Data in this exercise:
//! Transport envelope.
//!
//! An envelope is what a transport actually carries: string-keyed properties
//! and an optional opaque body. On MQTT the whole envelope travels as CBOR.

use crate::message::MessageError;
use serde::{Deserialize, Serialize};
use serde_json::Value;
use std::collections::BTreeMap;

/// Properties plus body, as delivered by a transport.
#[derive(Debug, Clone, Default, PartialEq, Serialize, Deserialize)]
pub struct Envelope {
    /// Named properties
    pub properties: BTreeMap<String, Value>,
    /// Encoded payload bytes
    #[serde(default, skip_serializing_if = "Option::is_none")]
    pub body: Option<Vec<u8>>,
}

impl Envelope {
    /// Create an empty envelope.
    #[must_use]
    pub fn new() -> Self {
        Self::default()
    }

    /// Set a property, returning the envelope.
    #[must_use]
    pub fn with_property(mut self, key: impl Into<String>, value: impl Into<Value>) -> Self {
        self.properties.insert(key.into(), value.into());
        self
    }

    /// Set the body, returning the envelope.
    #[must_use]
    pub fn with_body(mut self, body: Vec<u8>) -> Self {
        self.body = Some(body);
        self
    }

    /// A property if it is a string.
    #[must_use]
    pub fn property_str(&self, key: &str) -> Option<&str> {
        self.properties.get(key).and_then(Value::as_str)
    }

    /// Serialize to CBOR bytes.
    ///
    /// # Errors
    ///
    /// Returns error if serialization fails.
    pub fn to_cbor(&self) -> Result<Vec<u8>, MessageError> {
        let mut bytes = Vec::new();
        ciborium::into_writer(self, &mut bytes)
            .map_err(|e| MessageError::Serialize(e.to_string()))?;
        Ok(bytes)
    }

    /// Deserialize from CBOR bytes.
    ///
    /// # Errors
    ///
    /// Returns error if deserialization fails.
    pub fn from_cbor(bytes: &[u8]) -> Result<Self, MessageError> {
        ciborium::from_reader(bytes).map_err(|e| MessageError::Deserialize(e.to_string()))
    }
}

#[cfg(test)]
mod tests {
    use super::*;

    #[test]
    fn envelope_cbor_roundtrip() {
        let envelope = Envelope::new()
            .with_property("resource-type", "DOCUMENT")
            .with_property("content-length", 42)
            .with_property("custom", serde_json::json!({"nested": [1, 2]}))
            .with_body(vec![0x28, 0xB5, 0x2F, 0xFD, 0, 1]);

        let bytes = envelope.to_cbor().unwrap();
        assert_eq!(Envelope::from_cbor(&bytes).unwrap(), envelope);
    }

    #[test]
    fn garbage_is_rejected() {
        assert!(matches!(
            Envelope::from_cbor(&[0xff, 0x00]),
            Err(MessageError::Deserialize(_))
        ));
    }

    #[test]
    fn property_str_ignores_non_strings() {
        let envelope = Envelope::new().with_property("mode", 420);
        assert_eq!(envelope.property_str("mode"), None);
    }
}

==

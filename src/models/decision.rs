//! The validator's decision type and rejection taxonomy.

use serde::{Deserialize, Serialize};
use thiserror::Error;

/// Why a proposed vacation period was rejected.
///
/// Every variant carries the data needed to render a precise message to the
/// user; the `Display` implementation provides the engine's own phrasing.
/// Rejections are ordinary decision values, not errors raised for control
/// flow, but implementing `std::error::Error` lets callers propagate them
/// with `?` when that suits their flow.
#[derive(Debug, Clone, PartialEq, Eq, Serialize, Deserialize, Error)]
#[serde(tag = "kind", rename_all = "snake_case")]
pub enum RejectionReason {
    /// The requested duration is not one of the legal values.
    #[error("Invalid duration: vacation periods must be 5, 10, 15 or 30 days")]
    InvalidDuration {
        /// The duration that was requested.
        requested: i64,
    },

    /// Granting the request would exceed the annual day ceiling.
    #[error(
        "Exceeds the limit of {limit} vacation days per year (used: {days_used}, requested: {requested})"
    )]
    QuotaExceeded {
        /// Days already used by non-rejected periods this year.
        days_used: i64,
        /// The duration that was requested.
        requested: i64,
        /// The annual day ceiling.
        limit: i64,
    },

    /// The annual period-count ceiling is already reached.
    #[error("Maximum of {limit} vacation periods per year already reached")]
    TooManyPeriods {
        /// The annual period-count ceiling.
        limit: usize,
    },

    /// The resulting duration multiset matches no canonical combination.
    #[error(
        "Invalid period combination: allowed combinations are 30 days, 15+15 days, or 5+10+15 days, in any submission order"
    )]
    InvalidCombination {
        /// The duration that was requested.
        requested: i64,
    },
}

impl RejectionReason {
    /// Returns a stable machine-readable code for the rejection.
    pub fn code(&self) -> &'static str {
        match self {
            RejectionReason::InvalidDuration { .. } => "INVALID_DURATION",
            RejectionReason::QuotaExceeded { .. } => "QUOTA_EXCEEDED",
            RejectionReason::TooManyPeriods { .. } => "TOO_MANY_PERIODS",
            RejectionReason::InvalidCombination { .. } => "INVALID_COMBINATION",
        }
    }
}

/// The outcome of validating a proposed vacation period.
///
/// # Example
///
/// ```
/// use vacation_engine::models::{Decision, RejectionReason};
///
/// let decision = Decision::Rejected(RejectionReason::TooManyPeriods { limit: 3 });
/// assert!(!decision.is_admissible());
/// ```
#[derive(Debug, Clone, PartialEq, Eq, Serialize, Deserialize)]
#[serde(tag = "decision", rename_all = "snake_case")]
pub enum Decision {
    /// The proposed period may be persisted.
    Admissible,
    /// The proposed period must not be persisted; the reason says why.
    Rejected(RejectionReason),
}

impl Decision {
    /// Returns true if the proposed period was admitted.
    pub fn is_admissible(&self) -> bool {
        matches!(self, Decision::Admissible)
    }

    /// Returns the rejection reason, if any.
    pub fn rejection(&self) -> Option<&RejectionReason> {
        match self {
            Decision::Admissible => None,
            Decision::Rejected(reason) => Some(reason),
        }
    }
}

Task goal: Scan the material above. Copy each line that holds the word "derive".

Output of the exercise:
#[derive(Debug, Clone, Default, PartialEq, Serialize, Deserialize)]
#[derive(Debug, Clone, PartialEq, Eq, Serialize, Deserialize, Error)]
#[derive(Debug, Clone, PartialEq, Eq, Serialize, Deserialize)]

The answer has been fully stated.